Member of the North Dakota Senate from the 17th district
- In office December 1, 1976 – June 1, 2022
- Preceded by: N/A
- Succeeded by: Jonathan Sickler

Signature

= Ray Holmberg =

American criminal, politician, and educator (born 1944)

Raymon Everett Holmberg (born December 10, 1944) is a convicted child sex offender and American politician (tied for the longest-serving state legislator in the United States). He previously worked as an educator, school counselor and Republican North Dakota state senator.

Holmberg resigned from the Senate in 2022 (after ) upon investigation into his child sex tourism and receipt of child pornography. In 2024, he pleaded guilty to the sex tourism charges, and in 2025 was sentenced to ten years imprisonment.

==Personal life==

Raymon Everett Holmberg was born on December 10, 1944. He had at least one sibling, a sister. He attended Climax High School in Climax, Minnesota, and was one of 26 senior-class students in the 1960-1961 academic year. He married Kerry Louise Hackett (born ) of Grand Forks, North Dakota on April 27, 1973 and they divorced in mid-1986. As of 2013, Holmberg had two children and five grandchildren. In December 2020, he contracted COVID-19 and was treated with a convalescent plasma injection.

==Career==
===Education===
From 1967 to 2002, Holmberg worked for Grand Forks Public Schools as a teacher, "child find coordinator" and school counselor. On November 2, 2023, a North Dakota Department of Public Instruction panel voted unanimously to suspend his lifetime teaching license with a plan "to revoke it immediately if he pleads guilty to or is convicted of any charge" in his 2023 criminal case.

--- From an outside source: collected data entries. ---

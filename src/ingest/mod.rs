//! Fulfillment CSV intake.
//!
//! The bill ingestion and generation pipelines export processed work as CSV
//! (`Schedule ID, Period, Processed At`). The importer parses those exports
//! into fulfillment events and replays them through the compliance service,
//! tolerating the usual export noise: BOMs, blank cells, duplicate rows,
//! and rows for schedules this deployment does not know.

mod parser;

use std::io::Read;
use std::path::Path;

use crate::engine::domain::{FulfillmentEvent, ScheduleId};
use crate::engine::repository::{FulfillmentStore, ScheduleRepository};
use crate::engine::service::{ComplianceService, ServiceError};

#[derive(Debug)]
pub enum FulfillmentImportError {
    Io(std::io::Error),
    Csv(csv::Error),
    Service(ServiceError),
}

impl std::fmt::Display for FulfillmentImportError {
    fn fmt(&self, f: &mut std::fmt::Formatter<'_>) -> std::fmt::Result {
        match self {
            FulfillmentImportError::Io(err) => {
                write!(f, "failed to read fulfillment export: {}", err)
            }
            FulfillmentImportError::Csv(err) => {
                write!(f, "invalid fulfillment CSV data: {}", err)
            }
            FulfillmentImportError::Service(err) => {
                write!(f, "could not apply fulfillment export: {}", err)
            }
        }
    }
}

impl std::error::Error for FulfillmentImportError {
    fn source(&self) -> Option<&(dyn std::error::Error + 'static)> {
        match self {
            FulfillmentImportError::Io(err) => Some(err),
            FulfillmentImportError::Csv(err) => Some(err),
            FulfillmentImportError::Service(err) => Some(err),
        }
    }
}

impl From<std::io::Error> for FulfillmentImportError {
    fn from(err: std::io::Error) -> Self {
        Self::Io(err)
    }
}

impl From<csv::Error> for FulfillmentImportError {
    fn from(err: csv::Error) -> Self {
        Self::Csv(err)
    }
}

impl From<ServiceError> for FulfillmentImportError {
    fn from(err: ServiceError) -> Self {
        Self::Service(err)
    }
}

/// What a replay actually did, for operator feedback.
#[derive(Debug, Default, PartialEq, Eq)]
pub struct ImportSummary {
    pub applied: usize,
    pub skipped_rows: usize,
    pub unknown_schedules: Vec<ScheduleId>,
}

pub struct FulfillmentCsvImporter;

impl FulfillmentCsvImporter {
    pub fn from_path<P: AsRef<Path>>(
        path: P,
    ) -> Result<Vec<FulfillmentEvent>, FulfillmentImportError> {
        let file = std::fs::File::open(path)?;
        Self::from_reader(file)
    }

    /// Parse an export into events. Rows without a parseable period or
    /// timestamp are dropped; later rows for the same `(schedule, period)`
    /// key supersede earlier ones, matching the store's last-write-wins
    /// semantics.
    pub fn from_reader<R: Read>(
        reader: R,
    ) -> Result<Vec<FulfillmentEvent>, FulfillmentImportError> {
        let mut events: Vec<FulfillmentEvent> = Vec::new();

        for record in parser::parse_records(reader)? {
            let (Some(period), Some(processed_at)) = (record.period, record.processed_at) else {
                continue;
            };
            if record.schedule_id.is_empty() {
                continue;
            }

            let event = FulfillmentEvent {
                schedule_id: ScheduleId(record.schedule_id),
                period,
                fulfilled_at: processed_at,
            };

            if let Some(existing) = events
                .iter_mut()
                .find(|e| e.schedule_id == event.schedule_id && e.period == event.period)
            {
                *existing = event;
            } else {
                events.push(event);
            }
        }

        Ok(events)
    }

    /// Replay parsed events through the service. Events referencing
    /// schedules this deployment does not know are collected rather than
    /// failing the whole replay; storage failures still abort.
    pub fn replay<R, F>(
        events: Vec<FulfillmentEvent>,
        service: &ComplianceService<R, F>,
    ) -> Result<ImportSummary, FulfillmentImportError>
    where
        R: ScheduleRepository + 'static,
        F: FulfillmentStore + 'static,
    {
        let mut summary = ImportSummary::default();

        for event in events {
            let schedule_id = event.schedule_id.clone();
            match service.record_fulfillment(event) {
                Ok(()) => summary.applied += 1,
                Err(ServiceError::UnknownSchedule(_)) => {
                    summary.skipped_rows += 1;
                    if !summary.unknown_schedules.contains(&schedule_id) {
                        summary.unknown_schedules.push(schedule_id);
                    }
                }
                Err(other) => return Err(other.into()),
            }
        }

        Ok(summary)
    }
}

#[cfg(test)]
mod tests {
    use super::*;
    use chrono::NaiveDate;
    use std::io::Cursor;

    use crate::engine::domain::Period;

    #[test]
    fn parse_datetime_supports_rfc3339_and_date_strings() {
        let rfc = parser::parse_datetime_for_tests("2026-03-05T10:00:00Z").expect("parse rfc");
        assert_eq!(
            rfc,
            NaiveDate::from_ymd_opt(2026, 3, 5)
                .unwrap()
                .and_hms_opt(10, 0, 0)
                .unwrap()
        );

        let date = parser::parse_datetime_for_tests("2026-03-05").expect("parse date");
        assert_eq!(
            date,
            NaiveDate::from_ymd_opt(2026, 3, 5)
                .unwrap()
                .and_hms_opt(0, 0, 0)
                .unwrap()
        );

        assert!(parser::parse_datetime_for_tests("  ").is_none());
        assert!(parser::parse_datetime_for_tests("not-a-date").is_none());
    }

    #[test]
    fn normalize_id_strips_bom_and_whitespace() {
        assert_eq!(
            parser::normalize_id_for_tests("\u{feff}  sch-000001  "),
            "sch-000001"
        );
    }

    #[test]
    fn reader_drops_rows_without_period_or_timestamp() {
        let csv = "Schedule ID,Period,Processed At\n\
sch-000001,2026-03,2026-03-04T09:30:00Z\n\
sch-000002,,2026-03-04T09:30:00Z\n\
sch-000003,2026-03,\n";

        let events =
            FulfillmentCsvImporter::from_reader(Cursor::new(csv)).expect("import parses");

        assert_eq!(events.len(), 1);
        assert_eq!(events[0].schedule_id, ScheduleId("sch-000001".to_string()));
        assert_eq!(events[0].period, Period { year: 2026, month: 3 });
    }

    #[test]
    fn reader_keeps_last_row_per_schedule_and_period() {
        let csv = "Schedule ID,Period,Processed At\n\
sch-000001,2026-03,2026-03-04T09:30:00Z\n\
sch-000001,2026-03,2026-03-06T14:00:00Z\n";

        let events =
            FulfillmentCsvImporter::from_reader(Cursor::new(csv)).expect("import parses");

        assert_eq!(events.len(), 1);
        assert_eq!(
            events[0].fulfilled_at.date(),
            NaiveDate::from_ymd_opt(2026, 3, 6).expect("valid date")
        );
    }

    #[test]
    fn reader_accepts_slash_separated_periods() {
        let csv = "Schedule ID,Period,Processed At\nsch-000001,2026/03,2026-03-04\n";

        let events =
            FulfillmentCsvImporter::from_reader(Cursor::new(csv)).expect("import parses");

        assert_eq!(events[0].period, Period { year: 2026, month: 3 });
    }

    #[test]
    fn importer_from_path_propagates_io_errors() {
        let error = FulfillmentCsvImporter::from_path("./does-not-exist.csv")
            .expect_err("expected io error");

        match error {
            FulfillmentImportError::Io(_) => {}
            other => panic!("expected io error, got {other:?}"),
        }
    }
}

He was also previously a chairman of the Western Interstate Commission for Higher Education.

===Politics===
Holmberg was first elected as a Republican to the North Dakota Senate in 1976 and took office that December 1, representing District 17 ("Grand Forks south of 32nd Avenue South, neighborhoods along the Red River and large areas west and south of the city"). He was to have been one of North Dakota's three electors for certifying the 2020 United States presidential election but got replaced after contracting COVID-19.

For many years in office, Holmberg chaired both the senate's appropriations committee (which wrote budgets) and legislative management panel (which handled the legislature's business between biennial sessions). While on a 2021 legislative committee to redistrict the state, Holmberg rejected a map drawing a Native American-majority district, saying it was to avoid gerrymandering. The approved redistricting map was ruled a violation of the Voting Rights Act in 2023 by Judge Peter D. Welte in the United States District Court for the District of North Dakota.

After the 2021 retirement of Fred Risser of the Wisconsin Senate, Holmberg was tied with Nikki G. Setzler of the South Carolina Senate for longest-serving state legislator in the United States. In 2021, Holmberg was the Grand Forks Heralds person of the year. In 2022, he was chairman of the Senate's Appropriations, Rules and Legislative Management committees while also serving on the interim Budget Section; The Forum of Fargo-Moorhead called Holmberg "one of the most powerful and popular lawmakers in the legislature". From 2013 through mid-2022, Holmberg spent more state money on travel than any other legislator.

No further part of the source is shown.